C’è stato un momento in cui la famiglia come luogo di costrizione primario veniva messo in discussione: Roland Barthes insieme a quella dell’autore letterario invocava la morte del padre, Pier Paolo Pasolini insisteva su come l’importanza della famiglia fosse funzionale alla società dei consumi. Non è più quel tempo: la famiglia è prepotentemente protagonista delle narrazioni contemporanee.
Nel romanzo d’esordio di Nicoletta Verna, Il valore affettivo (pp. 294, euro 18) edito da Einaudi Stile Libero, che ha ottenuto una menzione speciale al premio Calvino 2020, la famiglia è tutto ed è l’abisso di Nietzsche.

Bianca, voce narrante, è una donna sulla soglia dei quarant’anni che vive la propria esistenza incastrata alla morte della sorella Stella, avvenuta quando lei aveva circa 8 anni. L’evento di cui Bianca si sente responsabile ha in effetti distrutto la sua famiglia d’origine, precipitando la madre in una depressione gravissima e spingendo il padre ad andarsene, dopo anni di disperazione. Entrambi i genitori, dopo la morte della primogenita, incarnazione della perfezione non solo dal punto di vista fisico, ma anche morale (Stella era bellissima, buona, sorridente, intraprendente), si dimenticano di avere un’altra figlia. Bianca cresce in una casa che non viene più pulita, vivendo una vita di cui non si interessa più nessuno e quindi neanche lei stessa.

COME STELLA, anche lei è benedetta da molte qualità: la bellezza, prima di tutto, la capacità di studiare e imparare cose complesse con estrema facilità, la determinazione. Le manca però ciò che più caratterizzava la sorella, vale a dire la gioia. La morte di Stella le ha precluso per sempre la possibilità di sperimentarla, perché Bianca dopo l’incidente ha smesso di provare emozioni o desiderio.
Pensando di fare felice sua madre, durante il liceo partecipa a un programma televisivoche nel romanzo si chiama «Balli & pupe». Lì si occupa di sorridere alla telecamera, del «cruciverbone» e di farsi cascare la spallina del reggiseno quando l’auditel è in caduta libera. Poi, si iscrive all’università ed è in questo frangente della sua vita che per la prima volta dopo anni prova speranza: uno dei suoi professori è una promessa della cardiochirurgia mondiale, è un uomo luminoso, impeccabile, bello. È l’equivalente di Stella, ma è vivo e Bianca può averlo con sé. Riuscirà infatti a farlo innamorare di lei, gli dedicherà la sua vita, con l’obiettivo di riprodurre attraverso l’incontro del loro «patrimonio genetico» l’antidoto alla morte della sorella.

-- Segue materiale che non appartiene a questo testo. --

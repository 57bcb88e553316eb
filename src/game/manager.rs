//! Game record store: creation, score updates, atomic settlement.

use std::sync::Arc;

use chrono::Utc;

use super::errors::{GameError, GameResult};
use super::models::{Game, GameFilter, GameId, GameState, GameUpdate};
use crate::locks::EntityLocks;
use crate::player::{Player, PlayerId};
use crate::store::EngineStore;
use crate::tournament::TournamentId;

/// Game record manager.
///
/// Settlement (the transition into `Finished`) updates both players' stat
/// counters and the game record as a single store commit, serialized on the
/// game plus both players so that two finishing games sharing a player never
/// lose an increment.
pub struct GameManager {
    store: Arc<dyn EngineStore>,
    game_locks: EntityLocks<GameId>,
    player_locks: Arc<EntityLocks<PlayerId>>,
}

impl GameManager {
    pub fn new(store: Arc<dyn EngineStore>, player_locks: Arc<EntityLocks<PlayerId>>) -> Self {
        Self {
            store,
            game_locks: EntityLocks::new(),
            player_locks,
        }
    }

    /// Create a pending free-standing game between two distinct players.
    pub async fn create(
        &self,
        player_a_id: PlayerId,
        player_b_id: PlayerId,
    ) -> GameResult<Game> {
        if player_a_id == player_b_id {
            return Err(GameError::SelfMatch(player_a_id));
        }
        for id in [player_a_id, player_b_id] {
            if self.store.find_player(id).await?.is_none() {
                return Err(GameError::UnknownPlayer(id));
            }
        }

        let game = self
            .store
            .create_game(Game::new(0, player_a_id, player_b_id))
            .await?;
        log::info!(
            "created game {} ({} vs {})",
            game.id,
            player_a_id,
            player_b_id
        );
        Ok(game)
    }

    /// Look up a game by id.
    pub async fn get(&self, id: GameId) -> GameResult<Game> {
        self.store
            .find_game(id)
            .await?
            .ok_or(GameError::NotFound(id))
    }

    /// List games matching the filter, in creation order.
    pub async fn list(&self, filter: &GameFilter) -> GameResult<Vec<Game>> {
        Ok(self.store.list_games(filter).await?)
    }

    /// Apply a score/state update to a game.
    ///
    /// Settled games (`Finished` or `Aborted`) reject all mutation; state
    /// only moves forward. A transition into `Finished` requires strictly
    /// unequal scores and settles both players' stats atomically with the
    /// game record.
    pub async fn update(&self, id: GameId, update: GameUpdate) -> GameResult<Game> {
        let _guard = self.game_locks.acquire(id).await;

        let mut game = self
            .store
            .find_game(id)
            .await?
            .ok_or(GameError::NotFound(id))?;

        if game.state.is_terminal() {
            return Err(GameError::AlreadySettled(game.state));
        }
        let next_state = update.state.unwrap_or(game.state);
        if !game.state.can_advance_to(next_state) {
            return Err(GameError::BackwardTransition {
                from: game.state,
                to: next_state,
            });
        }

        if let Some(score) = update.player_a_score {
            game.player_a_score = score;
        }
        if let Some(score) = update.player_b_score {
            game.player_b_score = score;
        }

        if next_state == GameState::Finished {
            self.settle(game).await
        } else {
            game.state = next_state;
            self.store.save_game(&game).await?;
            Ok(game)
        }
    }

    /// Record an already-resolved tournament round game.
    ///
    /// Creates the record tagged with its bracket position and settles it in
    /// the same pass; used by round advancement, where results arrive final.
    pub(crate) async fn record_tournament_game(
        &self,
        tournament_id: TournamentId,
        round_index: u32,
        player_a_id: PlayerId,
        player_b_id: PlayerId,
        player_a_score: u32,
        player_b_score: u32,
    ) -> GameResult<Game> {
        let created = self
            .store
            .create_game(Game::new(0, player_a_id, player_b_id).in_tournament(
                tournament_id,
                round_index,
            ))
            .await?;

        // The record is store-visible from creation on; take its lock like
        // any other mutation before settling.
        let _guard = self.game_locks.acquire(created.id).await;
        let mut game = self
            .store
            .find_game(created.id)
            .await?
            .ok_or(GameError::NotFound(created.id))?;
        if game.state.is_terminal() {
            return Err(GameError::AlreadySettled(game.state));
        }
        game.player_a_score = player_a_score;
        game.player_b_score = player_b_score;
        self.settle(game).await
    }

    /// Abort every unfinished game of a tournament. Returns the aborted ids.
    pub(crate) async fn abort_tournament_games(
        &self,
        tournament_id: TournamentId,
    ) -> GameResult<Vec<GameId>> {
        let filter = GameFilter {
            tournament: Some(tournament_id),
            ..GameFilter::default()
        };

        let mut aborted = Vec::new();
        for game in self.store.list_games(&filter).await? {
            let _guard = self.game_locks.acquire(game.id).await;
            // Reload under the lock; a concurrent update may have settled it.
            let Some(mut game) = self.store.find_game(game.id).await? else {
                continue;
            };
            if game.state.is_terminal() {
                continue;
            }
            game.state = GameState::Aborted;
            self.store.save_game(&game).await?;
            aborted.push(game.id);
        }
        Ok(aborted)
    }

    /// Finish `game` and credit both players, as one store commit.
    ///
    /// Caller must hold the game's lock.
    async fn settle(&self, mut game: Game) -> GameResult<Game> {
        if game.player_a_score == game.player_b_score {
            return Err(GameError::TiedScore(game.player_a_score));
        }

        let _guards = self
            .player_locks
            .acquire_many(vec![game.player_a_id, game.player_b_id])
            .await;

        let mut player_a = self
            .store
            .find_player(game.player_a_id)
            .await?
            .ok_or(GameError::PlayerNotFound(game.player_a_id))?;
        let mut player_b = self
            .store
            .find_player(game.player_b_id)
            .await?
            .ok_or(GameError::PlayerNotFound(game.player_b_id))?;

        game.state = GameState::Finished;
        game.finished_at = Some(Utc::now());

        let (winner, loser) = if game.player_a_score > game.player_b_score {
            credit(&mut player_a, &mut player_b, game.player_a_score, game.player_b_score);
            (player_a, player_b)
        } else {
            credit(&mut player_b, &mut player_a, game.player_b_score, game.player_a_score);
            (player_b, player_a)
        };

        self.store.settle_game(&game, &winner, &loser).await?;

        log::info!(
            "settled game {}: {} beat {} ({}-{})",
            game.id,
            winner.id,
            loser.id,
            game.player_a_score.max(game.player_b_score),
            game.player_a_score.min(game.player_b_score),
        );
        Ok(game)
    }
}

fn credit(winner: &mut Player, loser: &mut Player, winner_score: u32, loser_score: u32) {
    winner.win_count += 1;
    winner.win_points = winner.win_points.saturating_add(u64::from(winner_score));
    loser.lose_count += 1;
    loser.lose_points = loser.lose_points.saturating_add(u64::from(loser_score));
}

Il romanzo di Nicoletta Verna è perfettamente strutturato, l’ambiguità della personaggia di Bianca, tra l’apparenza di moglie bellissima e devota e la verità della sua ossessione desertica, emerge in tutta la sua pesantezza. Il sintomo della sua nevrosi è la classificazione dei rifiuti di cui compila liste mentali lunghissime, che le danno consolazione nei momenti di calma, mentre quando un episodio la turba Bianca deve produrre rifiuti e poi diventare consapevole della loro esistenza maneggiandoli.

LA SINTESI di questa rappresentazione perfetta di una vita in assenza di qualsiasi forma di piacere, che allora è solo orrendo scarto, è in una considerazione sulla morte di Stella: «“la idealizzi. È normale – dice. C’è questa strana convinzione per cui chi se ne va è sempre migliore di chi resta”. Certo che chi se ne va è migliore di chi resta: abbandona ogni egoismo e smette di distruggere l’equilibrio instabile del pianeta producendo rifiuti».
Il valore affettivo è poi un romanzo sul rapporto tra la protagonista e sua madre o meglio sulla sua assenza: il desiderio di Bianca di trovare una soluzione alla morte di Stella, riproducendosi, è anche un dono a quella donna che invece si ricorda solo della sorella che non c’è più. È la storia di una bambina dimenticata, che si condanna a una vita di sofferenza, perché solo così pare ricordarsi di essere viva.